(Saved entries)
- Opening Delimiter -
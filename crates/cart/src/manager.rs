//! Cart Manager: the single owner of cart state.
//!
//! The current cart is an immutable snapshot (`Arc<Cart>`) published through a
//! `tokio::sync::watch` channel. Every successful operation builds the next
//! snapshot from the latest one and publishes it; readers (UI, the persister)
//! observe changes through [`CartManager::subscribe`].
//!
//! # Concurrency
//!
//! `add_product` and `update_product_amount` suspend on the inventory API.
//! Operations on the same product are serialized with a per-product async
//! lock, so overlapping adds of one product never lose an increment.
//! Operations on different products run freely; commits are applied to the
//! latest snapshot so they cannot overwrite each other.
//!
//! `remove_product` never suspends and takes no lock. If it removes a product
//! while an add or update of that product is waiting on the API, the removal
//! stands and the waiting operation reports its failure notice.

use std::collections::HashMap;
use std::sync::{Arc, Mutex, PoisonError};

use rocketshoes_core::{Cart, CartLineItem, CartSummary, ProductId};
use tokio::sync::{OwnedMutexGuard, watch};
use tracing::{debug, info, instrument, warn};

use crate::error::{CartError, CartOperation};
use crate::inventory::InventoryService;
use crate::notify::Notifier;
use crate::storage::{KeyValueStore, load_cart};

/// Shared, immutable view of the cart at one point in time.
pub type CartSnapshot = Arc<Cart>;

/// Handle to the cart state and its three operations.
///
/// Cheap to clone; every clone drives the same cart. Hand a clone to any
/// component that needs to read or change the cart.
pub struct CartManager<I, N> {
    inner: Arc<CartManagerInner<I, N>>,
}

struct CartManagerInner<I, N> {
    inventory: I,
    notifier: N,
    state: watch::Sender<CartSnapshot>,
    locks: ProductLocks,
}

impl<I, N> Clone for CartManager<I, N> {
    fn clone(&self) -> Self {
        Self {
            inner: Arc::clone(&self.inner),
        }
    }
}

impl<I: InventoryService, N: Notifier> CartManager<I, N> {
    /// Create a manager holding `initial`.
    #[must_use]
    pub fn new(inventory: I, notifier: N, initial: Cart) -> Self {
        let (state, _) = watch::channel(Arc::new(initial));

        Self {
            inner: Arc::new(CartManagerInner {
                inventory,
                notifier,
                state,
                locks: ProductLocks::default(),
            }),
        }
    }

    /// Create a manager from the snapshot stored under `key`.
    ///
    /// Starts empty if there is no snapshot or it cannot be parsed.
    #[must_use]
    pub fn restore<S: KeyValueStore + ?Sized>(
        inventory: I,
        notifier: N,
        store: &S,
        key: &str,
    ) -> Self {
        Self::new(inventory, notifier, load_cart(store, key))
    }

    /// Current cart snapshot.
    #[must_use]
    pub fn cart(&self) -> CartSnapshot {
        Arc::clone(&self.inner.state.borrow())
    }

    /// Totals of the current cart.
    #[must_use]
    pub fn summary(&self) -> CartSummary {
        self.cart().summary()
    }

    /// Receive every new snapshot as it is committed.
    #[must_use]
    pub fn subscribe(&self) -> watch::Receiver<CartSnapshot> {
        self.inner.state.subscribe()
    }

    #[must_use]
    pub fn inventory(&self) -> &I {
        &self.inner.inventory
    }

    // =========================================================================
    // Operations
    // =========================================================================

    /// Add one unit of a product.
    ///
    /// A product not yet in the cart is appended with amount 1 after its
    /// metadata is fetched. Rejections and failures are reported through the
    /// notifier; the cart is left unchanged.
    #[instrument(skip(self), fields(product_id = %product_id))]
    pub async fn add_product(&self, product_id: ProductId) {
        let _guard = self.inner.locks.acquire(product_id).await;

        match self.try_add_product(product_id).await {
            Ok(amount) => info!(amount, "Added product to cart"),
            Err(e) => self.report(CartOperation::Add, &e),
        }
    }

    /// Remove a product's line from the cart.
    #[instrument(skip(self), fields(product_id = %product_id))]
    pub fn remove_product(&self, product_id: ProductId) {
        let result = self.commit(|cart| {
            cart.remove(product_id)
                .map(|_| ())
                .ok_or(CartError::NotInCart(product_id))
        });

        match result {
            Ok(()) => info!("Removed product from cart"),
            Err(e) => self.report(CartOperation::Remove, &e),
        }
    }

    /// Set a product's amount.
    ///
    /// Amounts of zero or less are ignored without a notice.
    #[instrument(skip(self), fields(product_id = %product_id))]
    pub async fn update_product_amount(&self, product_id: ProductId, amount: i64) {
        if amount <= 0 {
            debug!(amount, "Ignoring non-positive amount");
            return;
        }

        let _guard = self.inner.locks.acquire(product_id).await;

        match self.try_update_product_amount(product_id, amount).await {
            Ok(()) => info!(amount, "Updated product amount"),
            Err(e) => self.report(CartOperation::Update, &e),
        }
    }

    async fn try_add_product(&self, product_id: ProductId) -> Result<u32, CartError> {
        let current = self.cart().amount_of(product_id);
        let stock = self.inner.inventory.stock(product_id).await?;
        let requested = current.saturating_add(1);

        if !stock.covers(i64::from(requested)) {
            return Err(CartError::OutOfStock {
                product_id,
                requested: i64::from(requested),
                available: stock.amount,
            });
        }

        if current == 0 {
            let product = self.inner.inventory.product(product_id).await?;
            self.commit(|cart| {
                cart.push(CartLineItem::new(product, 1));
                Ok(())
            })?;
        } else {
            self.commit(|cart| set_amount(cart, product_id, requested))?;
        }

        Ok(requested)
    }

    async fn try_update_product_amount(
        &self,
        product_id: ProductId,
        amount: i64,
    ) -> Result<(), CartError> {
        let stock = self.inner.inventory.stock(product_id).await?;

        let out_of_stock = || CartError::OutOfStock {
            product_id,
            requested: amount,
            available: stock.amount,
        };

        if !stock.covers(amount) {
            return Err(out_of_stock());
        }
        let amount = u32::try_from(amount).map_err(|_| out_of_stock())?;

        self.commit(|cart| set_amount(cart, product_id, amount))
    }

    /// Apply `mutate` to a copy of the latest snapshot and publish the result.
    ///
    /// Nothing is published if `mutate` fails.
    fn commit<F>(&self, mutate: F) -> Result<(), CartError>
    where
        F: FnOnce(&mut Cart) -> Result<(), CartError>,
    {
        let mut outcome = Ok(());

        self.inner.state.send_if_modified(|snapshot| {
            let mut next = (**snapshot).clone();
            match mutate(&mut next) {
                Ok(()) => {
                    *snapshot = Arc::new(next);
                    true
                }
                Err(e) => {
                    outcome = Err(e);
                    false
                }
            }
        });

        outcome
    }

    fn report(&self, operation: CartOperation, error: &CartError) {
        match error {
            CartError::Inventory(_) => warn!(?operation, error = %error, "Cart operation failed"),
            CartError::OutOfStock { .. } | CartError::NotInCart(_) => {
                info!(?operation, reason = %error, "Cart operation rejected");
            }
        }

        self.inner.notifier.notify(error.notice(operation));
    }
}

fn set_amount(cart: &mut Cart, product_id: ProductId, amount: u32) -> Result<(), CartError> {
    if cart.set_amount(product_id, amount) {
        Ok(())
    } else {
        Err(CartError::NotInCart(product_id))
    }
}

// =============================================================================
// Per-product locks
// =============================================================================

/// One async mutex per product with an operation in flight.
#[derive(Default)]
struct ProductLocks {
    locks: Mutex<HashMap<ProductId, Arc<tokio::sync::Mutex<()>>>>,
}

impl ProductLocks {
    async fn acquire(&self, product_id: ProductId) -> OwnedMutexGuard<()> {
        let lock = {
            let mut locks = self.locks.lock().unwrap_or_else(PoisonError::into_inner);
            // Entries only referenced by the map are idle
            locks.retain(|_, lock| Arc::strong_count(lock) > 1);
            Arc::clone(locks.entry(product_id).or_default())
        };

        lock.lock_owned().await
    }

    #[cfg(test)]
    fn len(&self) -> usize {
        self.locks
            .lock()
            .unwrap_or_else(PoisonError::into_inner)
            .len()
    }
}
- Closing Delimiter -
List every line in the records above that contains the word "cannot".

WRITTEN RESPONSE —
//! latest snapshot so they cannot overwrite each other.
    /// Starts empty if there is no snapshot or it cannot be parsed.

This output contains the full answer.